China’s holdings are worth paying attention to.
Size-wise, Japan is as big. In fact, until last September, China was ahead of Japan, before losing ground as it continued to cut back holdings. By December, Japan held $1.09 trillion, and China $1.06 trillion. These two are the largest foreign holders of Treasurys.
Together, China and Japan accounted for nearly 36 percent of total foreign holdings in December. Foreigners held $6 trillion in Treasurys. The total peaked in January 2015 at $6.22 trillion; November’s 5.94 trillion was the lowest since then.
As big a factor as foreigners’ holdings are, China’s is a special case.
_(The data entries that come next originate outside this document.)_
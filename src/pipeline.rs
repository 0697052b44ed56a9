//! Flood prediction pipeline.
//!
//! `FloodPipeline` is the surface the API layer talks to. One call to
//! `submit_reading` runs a full cycle:
//!
//! 1. validate the payload and stamp it with the clock
//! 2. under the ingest lock: persist the raw reading, read back the most
//!    recent history rows older than it
//! 3. assemble the rolling window, scale it, run both classifiers
//! 4. encode and persist the prediction
//!
//! Steps 1-2 decide whether the reading is accepted. Steps 3-4 produce the
//! prediction outcome, whose failure never undoes an accepted reading.
//! Every operation acquires its own store handle and drops it before
//! returning.

use serde_json::Value;
use std::sync::{Arc, Mutex};
use tracing::{debug, error, info, warn};

use crate::clock::Clock;
use crate::config::PipelineConfig;
use crate::error::{
    HistoryError, LookupError, NotFoundError, PredictionError, StoreError, SubmitError,
};
use crate::inference::encoder::{self, PredictionOutcome};
use crate::inference::orchestrator::{InferenceOrchestrator, ModelBundle};
use crate::inference::validator::{self, RangeWarning};
use crate::inference::window::WindowAssembler;
use crate::model::{PredictionRecord, SensorReading};
use crate::store::{StoreProvider, TimeSeriesStore};
use crate::telemetry::Telemetry;

/// Largest accepted `days` for history queries.
pub const MAX_HISTORY_DAYS: i64 = 30;

const SECONDS_PER_DAY: i64 = 86_400;

/// Result of a submission whose raw reading was accepted. A rejected
/// submission is a `SubmitError` instead.
#[derive(Debug, Clone, PartialEq)]
pub struct SubmitOutcome {
    pub reading: SensorReading,
    pub warnings: Vec<RangeWarning>,
    pub prediction: Result<PredictionOutcome, PredictionError>,
}

pub struct FloodPipeline {
    bundle: Arc<ModelBundle>,
    store: Arc<dyn StoreProvider>,
    clock: Arc<dyn Clock>,
    config: PipelineConfig,
    assembler: WindowAssembler,
    orchestrator: InferenceOrchestrator,
    telemetry: Telemetry,
    ingest_lock: Mutex<()>,
}

impl FloodPipeline {
    pub fn new(
        bundle: Arc<ModelBundle>,
        store: Arc<dyn StoreProvider>,
        clock: Arc<dyn Clock>,
        config: PipelineConfig,
        telemetry: Telemetry,
    ) -> Self {
        let assembler = WindowAssembler::new(config.window_length, config.short_window_policy);
        let orchestrator = InferenceOrchestrator::new(
            config.inference_workers,
            config.classifier_timeout(),
            config.probability_tolerance,
            telemetry.clone(),
        );

        Self {
            bundle,
            store,
            clock,
            config,
            assembler,
            orchestrator,
            telemetry,
            ingest_lock: Mutex::new(()),
        }
    }

    pub fn config(&self) -> &PipelineConfig {
        &self.config
    }

    pub fn bundle(&self) -> &ModelBundle {
        &self.bundle
    }

    pub fn telemetry(&self) -> &Telemetry {
        &self.telemetry
    }

    // -----------------------------------------------------------------------
    // Ingestion
    // -----------------------------------------------------------------------

    /// Validates, stores and predicts on one reading payload.
    pub fn submit_reading(&self, payload: &Value) -> Result<SubmitOutcome, SubmitError> {
        self.telemetry.scope(|| self.submit(payload))
    }

    fn submit(&self, payload: &Value) -> Result<SubmitOutcome, SubmitError> {
        let timestamp = self.clock.now_epoch();
        let validated = validator::validate_payload(payload, timestamp).inspect_err(|e| {
            warn!(field = e.field(), error = %e, "Rejected sensor reading");
        })?;
        let reading = validated.reading;
        info!(timestamp, "Received new sensor data");

        let mut handle = self.acquire()?;

        let history = {
            let _guard = self
                .ingest_lock
                .lock()
                .unwrap_or_else(|poisoned| poisoned.into_inner());

            handle
                .append_reading(&reading, self.config.duplicate_timestamp_policy)
                .inspect_err(|e| log_store_error("Failed to store sensor reading", e))?;
            debug!(timestamp, "Stored sensor reading");

            handle
                .readings_before(reading.timestamp, self.assembler.history_needed())
                .inspect_err(|e| log_store_error("Failed to read history window", e))
        };

        let prediction = match history {
            Ok(history) => self.predict(handle.as_mut(), history, reading),
            Err(e) => Err(PredictionError::Store(e)),
        };

        match &prediction {
            Ok(outcome) => {
                debug!(timestamp = outcome.record.timestamp, "Prediction cycle finished")
            }
            Err(e) => error!(timestamp, error = %e, "Error in prediction; reading kept"),
        }

        Ok(SubmitOutcome {
            reading,
            warnings: validated.warnings,
            prediction,
        })
    }

    fn predict(
        &self,
        store: &mut dyn TimeSeriesStore,
        history: Vec<SensorReading>,
        reading: SensorReading,
    ) -> Result<PredictionOutcome, PredictionError> {
        let assembled = self.assembler.assemble(history, reading)?;
        debug!(
            window = assembled.window.len(),
            history_used = assembled.history_used,
            padded = assembled.padded,
            "Rolling window ready"
        );

        let tensor = self.bundle.scaler.transform(&assembled.window);
        let dual = self.orchestrator.run(&self.bundle, tensor)?;

        let timestamp = self.clock.now_epoch().max(reading.timestamp);
        let outcome = encoder::encode(&dual, timestamp);
        encoder::persist(store, &outcome, self.config.duplicate_timestamp_policy)?;
        Ok(outcome)
    }

    // -----------------------------------------------------------------------
    // Queries
    // -----------------------------------------------------------------------

    pub fn latest_reading(&self) -> Result<SensorReading, LookupError> {
        self.telemetry.scope(|| self.read_latest_reading())
    }

    pub fn latest_prediction(&self) -> Result<PredictionRecord, LookupError> {
        self.telemetry.scope(|| self.read_latest_prediction())
    }

    /// Readings from the last `days` days, oldest first.
    ///
    /// `days` outside `1..=30` is rejected before any store access.
    pub fn history(&self, days: i64) -> Result<Vec<SensorReading>, HistoryError> {
        self.telemetry.scope(|| self.read_history(days))
    }

    /// Predictions from the last `days` days, oldest first.
    pub fn prediction_history(&self, days: i64) -> Result<Vec<PredictionRecord>, HistoryError> {
        self.telemetry.scope(|| self.read_prediction_history(days))
    }

    fn read_latest_reading(&self) -> Result<SensorReading, LookupError> {
        let mut handle = self.acquire()?;
        let mut rows = handle
            .last_readings(1)
            .inspect_err(|e| log_store_error("Failed to read latest reading", e))?;
        match rows.pop() {
            Some(reading) => Ok(reading),
            None => {
                warn!("No entries found in live_dataset");
                Err(NotFoundError::NoReadings.into())
            }
        }
    }

    fn read_latest_prediction(&self) -> Result<PredictionRecord, LookupError> {
        let mut handle = self.acquire()?;
        let mut rows = handle
            .last_predictions(1)
            .inspect_err(|e| log_store_error("Failed to read latest prediction", e))?;
        match rows.pop() {
            Some(record) => Ok(record),
            None => {
                warn!("No entries found in predictions");
                Err(NotFoundError::NoPredictions.into())
            }
        }
    }

    fn read_history(&self, days: i64) -> Result<Vec<SensorReading>, HistoryError> {
        let (start, end) = self.history_range(days)?;
        let mut handle = self.acquire()?;
        let rows = handle
            .readings_between(start, end)
            .inspect_err(|e| log_store_error("Failed to read reading history", e))?;
        debug!(days, rows = rows.len(), "Reading history loaded");
        Ok(rows)
    }

    fn read_prediction_history(&self, days: i64) -> Result<Vec<PredictionRecord>, HistoryError> {
        let (start, end) = self.history_range(days)?;
        let mut handle = self.acquire()?;
        let rows = handle
            .predictions_between(start, end)
            .inspect_err(|e| log_store_error("Failed to read prediction history", e))?;
        debug!(days, rows = rows.len(), "Prediction history loaded");
        Ok(rows)
    }

    fn history_range(&self, days: i64) -> Result<(i64, i64), HistoryError> {
        if !(1..=MAX_HISTORY_DAYS).contains(&days) {
            warn!(days, "Rejected history query");
            return Err(HistoryError::InvalidDays(days));
        }
        let end = self.clock.now_epoch();
        Ok((end - days * SECONDS_PER_DAY, end))
    }

    fn acquire(&self) -> Result<Box<dyn TimeSeriesStore>, StoreError> {
        self.store
            .acquire()
            .inspect_err(|e| log_store_error("Failed to acquire store handle", e))
    }
}

fn log_store_error(message: &str, err: &StoreError) {
    match err {
        StoreError::Operation { operation, .. } => {
            error!(operation = *operation, error = %err, "{}", message)
        }
        _ => error!(error = %err, "{}", message),
    }
}

// ---------------------------------------------------------------------------
// Tests
// ---------------------------------------------------------------------------
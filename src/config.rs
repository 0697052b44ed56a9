//! Service configuration loader - parses predictor.toml
//!
//! Keeps artifact locations, pipeline policies and endpoint settings out of
//! code so a deployment can swap models or tighten timeouts without
//! recompiling. Every section is optional; omitted values fall back to the
//! defaults below.

use serde::Deserialize;
use std::env;
use std::fs;
use std::path::{Path, PathBuf};
use std::time::Duration;

use crate::error::ConfigError;
use crate::model::WINDOW_LENGTH;

/// Default config file, relative to the working directory.
pub const DEFAULT_CONFIG_PATH: &str = "predictor.toml";

// ---------------------------------------------------------------------------
// Policies
// ---------------------------------------------------------------------------

/// What to do when fewer than `window_length - 1` history rows exist.
#[derive(Debug, Clone, Copy, PartialEq, Eq, Deserialize)]
#[serde(rename_all = "snake_case")]
pub enum ShortWindowPolicy {
    /// Run inference on the shorter window as-is.
    Proceed,
    /// Repeat the oldest available row at the front until the window is full.
    PadOldest,
    /// Skip inference and report insufficient history.
    Reject,
}

/// What to do when a row already exists at the same epoch second.
#[derive(Debug, Clone, Copy, PartialEq, Eq, Deserialize)]
#[serde(rename_all = "snake_case")]
pub enum DuplicatePolicy {
    /// Last write wins.
    Overwrite,
    /// Fail the write with `StoreError::DuplicateKey`.
    Reject,
}

// ---------------------------------------------------------------------------
// Sections
// ---------------------------------------------------------------------------

/// Root configuration structure for TOML parsing
#[derive(Debug, Clone, Default, Deserialize)]
#[serde(default)]
pub struct ServiceConfig {
    pub artifacts: ArtifactConfig,
    pub pipeline: PipelineConfig,
    pub endpoint: EndpointConfig,
    pub logging: LoggingConfig,
}

/// Locations of the fitted scaler and the two horizon classifiers.
#[derive(Debug, Clone, Deserialize)]
#[serde(default)]
pub struct ArtifactConfig {
    pub scaler: PathBuf,
    pub classifier_24h: PathBuf,
    pub classifier_48h: PathBuf,
}

impl Default for ArtifactConfig {
    fn default() -> Self {
        Self {
            scaler: PathBuf::from("models/scaler.json"),
            classifier_24h: PathBuf::from("models/flood_24h.json"),
            classifier_48h: PathBuf::from("models/flood_48h.json"),
        }
    }
}

#[derive(Debug, Clone, Deserialize)]
#[serde(default)]
pub struct PipelineConfig {
    /// Timesteps per rolling window, new reading included.
    pub window_length: usize,
    pub short_window_policy: ShortWindowPolicy,
    pub duplicate_timestamp_policy: DuplicatePolicy,
    /// Deadline for each classifier call.
    pub classifier_timeout_ms: u64,
    /// Allowed drift of a probability vector's sum from 1.0.
    pub probability_tolerance: f64,
    /// Threads available for classifier calls.
    pub inference_workers: usize,
}

impl Default for PipelineConfig {
    fn default() -> Self {
        Self {
            window_length: WINDOW_LENGTH,
            short_window_policy: ShortWindowPolicy::Proceed,
            duplicate_timestamp_policy: DuplicatePolicy::Overwrite,
            classifier_timeout_ms: 5_000,
            probability_tolerance: 1e-3,
            inference_workers: 4,
        }
    }
}

impl PipelineConfig {
    pub fn classifier_timeout(&self) -> Duration {
        Duration::from_millis(self.classifier_timeout_ms)
    }
}

#[derive(Debug, Clone, Deserialize)]
#[serde(default)]
pub struct EndpointConfig {
    pub port: u16,
    pub api_keys: Vec<String>,
    pub require_api_key: bool,
}

impl Default for EndpointConfig {
    fn default() -> Self {
        Self {
            port: 5000,
            api_keys: Vec::new(),
            require_api_key: true,
        }
    }
}

#[derive(Debug, Clone, Deserialize)]
#[serde(default)]
pub struct LoggingConfig {
    /// `EnvFilter` directive used when `RUST_LOG` is unset.
    pub filter: String,
    pub json: bool,
}

impl Default for LoggingConfig {
    fn default() -> Self {
        Self {
            filter: "info".to_string(),
            json: false,
        }
    }
}

// ---------------------------------------------------------------------------
// Loading
// ---------------------------------------------------------------------------

impl ServiceConfig {
    /// Parses and validates a config document.
    pub fn from_toml_str(contents: &str, path: &Path) -> Result<Self, ConfigError> {
        let config: ServiceConfig = toml::from_str(contents).map_err(|source| ConfigError::Parse {
            path: path.to_path_buf(),
            source,
        })?;
        config.validate()?;
        Ok(config)
    }

    pub fn validate(&self) -> Result<(), ConfigError> {
        let p = &self.pipeline;
        if p.window_length == 0 {
            return Err(ConfigError::Invalid("pipeline.window_length must be at least 1".into()));
        }
        if p.classifier_timeout_ms == 0 {
            return Err(ConfigError::Invalid(
                "pipeline.classifier_timeout_ms must be at least 1".into(),
            ));
        }
        if !(p.probability_tolerance > 0.0 && p.probability_tolerance < 1.0) {
            return Err(ConfigError::Invalid(format!(
                "pipeline.probability_tolerance must be in (0, 1), got {}",
                p.probability_tolerance
            )));
        }
        if p.inference_workers < 2 {
            return Err(ConfigError::Invalid(
                "pipeline.inference_workers must be at least 2".into(),
            ));
        }
        Ok(())
    }

    /// Applies `PORT` and `FLOPRED_ENV` from the environment.
    pub fn apply_env_overrides(&mut self) {
        if let Some(port) = env::var("PORT").ok().and_then(|p| p.parse().ok()) {
            self.endpoint.port = port;
        }
        if is_development() {
            self.endpoint.require_api_key = false;
        }
    }
}

/// True when `FLOPRED_ENV=development`.
pub fn is_development() -> bool {
    env::var("FLOPRED_ENV").map(|v| v == "development").unwrap_or(false)
}

/// Loads configuration from an explicit file path. The file must exist.
pub fn load_config_from(path: &Path) -> Result<ServiceConfig, ConfigError> {
    let contents = fs::read_to_string(path).map_err(|source| ConfigError::Io {
        path: path.to_path_buf(),
        source,
    })?;
    ServiceConfig::from_toml_str(&contents, path)
}

/// Loads configuration from `FLOPRED_CONFIG`, or `predictor.toml` in the
/// working directory, then applies environment overrides.
///
/// An explicitly named file must exist. When falling back to the default
/// path and no file is there, built-in defaults are used.
pub fn load_config() -> Result<ServiceConfig, ConfigError> {
    dotenv::dotenv().ok();

    let mut config = match env::var("FLOPRED_CONFIG") {
        Ok(path) => load_config_from(Path::new(&path))?,
        Err(_) => {
            let path = Path::new(DEFAULT_CONFIG_PATH);
            if path.exists() {
                load_config_from(path)?
            } else {
                ServiceConfig::default()
            }
        }
    };

    config.apply_env_overrides();
    Ok(config)
}

#[cfg(test)]
mod tests {
    use super::*;
    use std::io::Write;

    fn parse(contents: &str) -> Result<ServiceConfig, ConfigError> {
        ServiceConfig::from_toml_str(contents, Path::new("test.toml"))
    }

    #[test]
    fn test_empty_document_uses_defaults() {
        let config = parse("").unwrap();
        assert_eq!(config.pipeline.window_length, 30);
        assert_eq!(config.pipeline.short_window_policy, ShortWindowPolicy::Proceed);
        assert_eq!(config.pipeline.duplicate_timestamp_policy, DuplicatePolicy::Overwrite);
        assert_eq!(config.pipeline.classifier_timeout(), Duration::from_secs(5));
        assert_eq!(config.endpoint.port, 5000);
        assert_eq!(config.artifacts.scaler, PathBuf::from("models/scaler.json"));
    }

    #[test]
    fn test_policies_parse_from_snake_case() {
        let config = parse(
            r#"
            [pipeline]
            short_window_policy = "pad_oldest"
            duplicate_timestamp_policy = "reject"
            classifier_timeout_ms = 250
            "#,
        )
        .unwrap();
        assert_eq!(config.pipeline.short_window_policy, ShortWindowPolicy::PadOldest);
        assert_eq!(config.pipeline.duplicate_timestamp_policy, DuplicatePolicy::Reject);
        assert_eq!(config.pipeline.classifier_timeout_ms, 250);
    }

    #[test]
    fn test_unknown_policy_is_parse_error() {
        let err = parse("[pipeline]\nshort_window_policy = \"guess\"\n").unwrap_err();
        assert!(matches!(err, ConfigError::Parse { .. }));
    }

    #[test]
    fn test_zero_window_rejected() {
        let err = parse("[pipeline]\nwindow_length = 0\n").unwrap_err();
        assert!(err.to_string().contains("window_length"));
    }

    #[test]
    fn test_tolerance_out_of_range_rejected() {
        assert!(parse("[pipeline]\nprobability_tolerance = 0.0\n").is_err());
        assert!(parse("[pipeline]\nprobability_tolerance = 1.5\n").is_err());
    }

    #[test]
    fn test_single_worker_rejected() {
        assert!(parse("[pipeline]\ninference_workers = 1\n").is_err());
    }

    #[test]
    fn test_load_config_from_file() {
        let mut file = tempfile::NamedTempFile::new().unwrap();
        writeln!(
            file,
            r#"
[endpoint]
port = 8081
api_keys = ["abc"]

[artifacts]
scaler = "/opt/models/scaler.json"
"#
        )
        .unwrap();

        let config = load_config_from(file.path()).unwrap();
        assert_eq!(config.endpoint.port, 8081);
        assert_eq!(config.endpoint.api_keys, vec!["abc".to_string()]);
        assert_eq!(config.artifacts.scaler, PathBuf::from("/opt/models/scaler.json"));
        // Untouched keys keep their defaults
        assert_eq!(config.artifacts.classifier_48h, PathBuf::from("models/flood_48h.json"));
    }

    #[test]
    fn test_missing_explicit_file_is_io_error() {
        let err = load_config_from(Path::new("/nonexistent/predictor.toml")).unwrap_err();
        assert!(matches!(err, ConfigError::Io { .. }));
    }
}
Its foreign exchange reserves dropped $41.1 billion in December to $3.01 trillion – the lowest since March 2011. It fell by another $12.3 billion in January to just under $3 trillion – $2.998 trillion, to be exact. Reserves reached an all-time high $3.99 trillion in June 2014.
Enter the Chinese yuan. The peak in China’s reserves precedes a peak in the Chinese yuan. On January 14, 2014, a U.S. dollar bought 6.0402 yuan. The latter then went on to weaken to 6.9575 by January 3 this year.
A weaker yuan has resulted in capital outflows, forcing China to dip into its reserves to support the currency. Thus the reduction in Treasury holdings.
In due course, if the trend persists, this could have repercussions for Chart 3.
Yields on 10-year Treasury notes have been trapped in a descending channel for three decades now. From 15.8 percent in September 1981 to 1.34 percent last July – which successfully tested the then-low 1.39 percent from four years earlier – the 10-year has come a long way.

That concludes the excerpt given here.